Believe me, my heart is crying out to you,

And if kisses were sent in writing,

Madame, you would read my letter with your lips!

Edmond de Rostand, Cyrano de Bergerac, 1897 

Each language always implies a deterritorialization (decontextualization) of the mouth, the tongue, and the teeth. The mouth, tongue, and teeth find their primitive territoriality in food. In giving themselves over to the articulation of sounds, the mouth, tongue, and teeth deterritorialize. Thus, there is a certain disjunction between eating and speaking, and even more, despite all appearances, between eating and writing. Undoubtedly, one can write while eating more easily than one can speak while eating, but writing goes further in transforming words into things capable of competing with food. 

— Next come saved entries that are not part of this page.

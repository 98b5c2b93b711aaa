//! The load, replace and export pipeline.
//!
//! Stages run strictly in sequence and each completes before the next
//! begins. Any failure aborts the run; nothing is retried.

use crate::Result;
use crate::config::LoaderConfig;
use crate::io::{ExportResult, ExportService, ImportOptions, ImportResult, ImportService};
use crate::storage::DocumentStore;
use std::path::PathBuf;
use tracing::instrument;

/// Message reported once the records are stored.
pub const INSERTED_MESSAGE: &str = "Records inserted successfully";

/// Message reported once the export file is written.
pub const EXPORTED_MESSAGE: &str = "Records exported successfully";

/// Inputs of one pipeline run.
#[derive(Debug, Clone, PartialEq, Eq)]
pub struct PipelineConfig {
    /// Source file.
    pub source: PathBuf,
    /// Export file, if an export follows the load.
    pub export: Option<PathBuf>,
    /// Replace options.
    pub options: ImportOptions,
    /// Delimiter for non-`.tsv` files.
    pub delimiter: u8,
}

impl PipelineConfig {
    /// Creates a load-only run with default options.
    #[must_use]
    pub fn new(source: impl Into<PathBuf>) -> Self {
        Self {
            source: source.into(),
            export: None,
            options: ImportOptions::default(),
            delimiter: b',',
        }
    }

    /// Creates a run using the loader configuration's options.
    #[must_use]
    pub fn from_loader_config(config: &LoaderConfig, source: impl Into<PathBuf>) -> Self {
        Self {
            options: ImportOptions {
                replace_mode: config.replace_mode,
                reject_duplicates: config.reject_duplicates,
            },
            delimiter: config.delimiter,
            ..Self::new(source)
        }
    }

    /// Adds an export stage.
    #[must_use]
    pub fn with_export(mut self, path: impl Into<PathBuf>) -> Self {
        self.export = Some(path.into());
        self
    }

    /// Sets the replace options.
    #[must_use]
    pub const fn with_options(mut self, options: ImportOptions) -> Self {
        self.options = options;
        self
    }
}

/// Results of a pipeline run.
#[derive(Debug, Clone, PartialEq, Eq)]
pub struct PipelineOutcome {
    /// Load and replace result.
    pub import: ImportResult,
    /// Export result, when an export ran.
    pub export: Option<ExportResult>,
}

/// Runs the pipeline against a store.
#[derive(Debug, Clone, Copy, Default)]
pub struct Pipeline;

impl Pipeline {
    /// Loads the source, replaces the collection, then optionally exports it.
    ///
    /// # Errors
    ///
    /// Returns the first error of any stage.
    #[instrument(skip_all, fields(source = %config.source.display(), collection = store.collection()))]
    pub fn run(store: &dyn DocumentStore, config: &PipelineConfig) -> Result<PipelineOutcome> {
        let import = ImportService::new()
            .with_delimiter(config.delimiter)
            .import_into(store, &config.source, &config.options)?;
        tracing::info!(inserted = import.inserted, "{INSERTED_MESSAGE}");

        let export = match &config.export {
            Some(path) => {
                let result = ExportService::new()
                    .with_delimiter(config.delimiter)
                    .export_to_file(store, path)?;
                tracing::info!(exported = result.exported, path = %path.display(), "{EXPORTED_MESSAGE}");
                Some(result)
            },
            None => None,
        };

        Ok(PipelineOutcome { import, export })
    }
}
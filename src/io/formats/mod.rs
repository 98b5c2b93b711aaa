//! Format adapters for import/export.
//!
//! Each format implements the [`ImportSource`] and/or
//! [`ExportSink`](super::traits::ExportSink) traits.

pub mod csv;

pub use self::csv::{CsvExportSink, CsvImportSource};

use crate::Result;
use std::io::Read;
use std::path::Path;

use super::traits::ImportSource;

/// Picks the delimiter for a file: tab for `.tsv`, `default` otherwise.
#[must_use]
pub fn delimiter_for_path(path: &Path, default: u8) -> u8 {
    let is_tsv = path
        .extension()
        .and_then(|e| e.to_str())
        .is_some_and(|e| e.eq_ignore_ascii_case("tsv"));
    if is_tsv { b'\t' } else { default }
}

/// Creates an import source over a delimited reader.
///
/// # Errors
///
/// Returns an error if the header row is unreadable or does not name every
/// encounter column exactly once.
pub fn create_import_source<R: Read + 'static>(
    reader: R,
    delimiter: u8,
) -> Result<Box<dyn ImportSource>> {
    Ok(Box::new(CsvImportSource::with_delimiter(reader, delimiter)?))
}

The sound or the word that traverses this new deterritorialization no longer belongs to a language of sense, even though it derives from it, nor is it an organized music or song, even though it might appear to be. We noted Gregor's warbling and the ways it blurred words, the whistling of the mouse, the cough of the ape, the pianist who doesn't play, the singer who doesn't sing and gives birth to her song out of her non singing, the musical dogs who are musicians in the very depths of their bodies since they don't emit any music. Everywhere, organized music is traversed by a line of abolition—just as a language of sense is traversed by a line of escape-in order to liberate a living and expressive material that speaks for itself and has no need of being put into a form.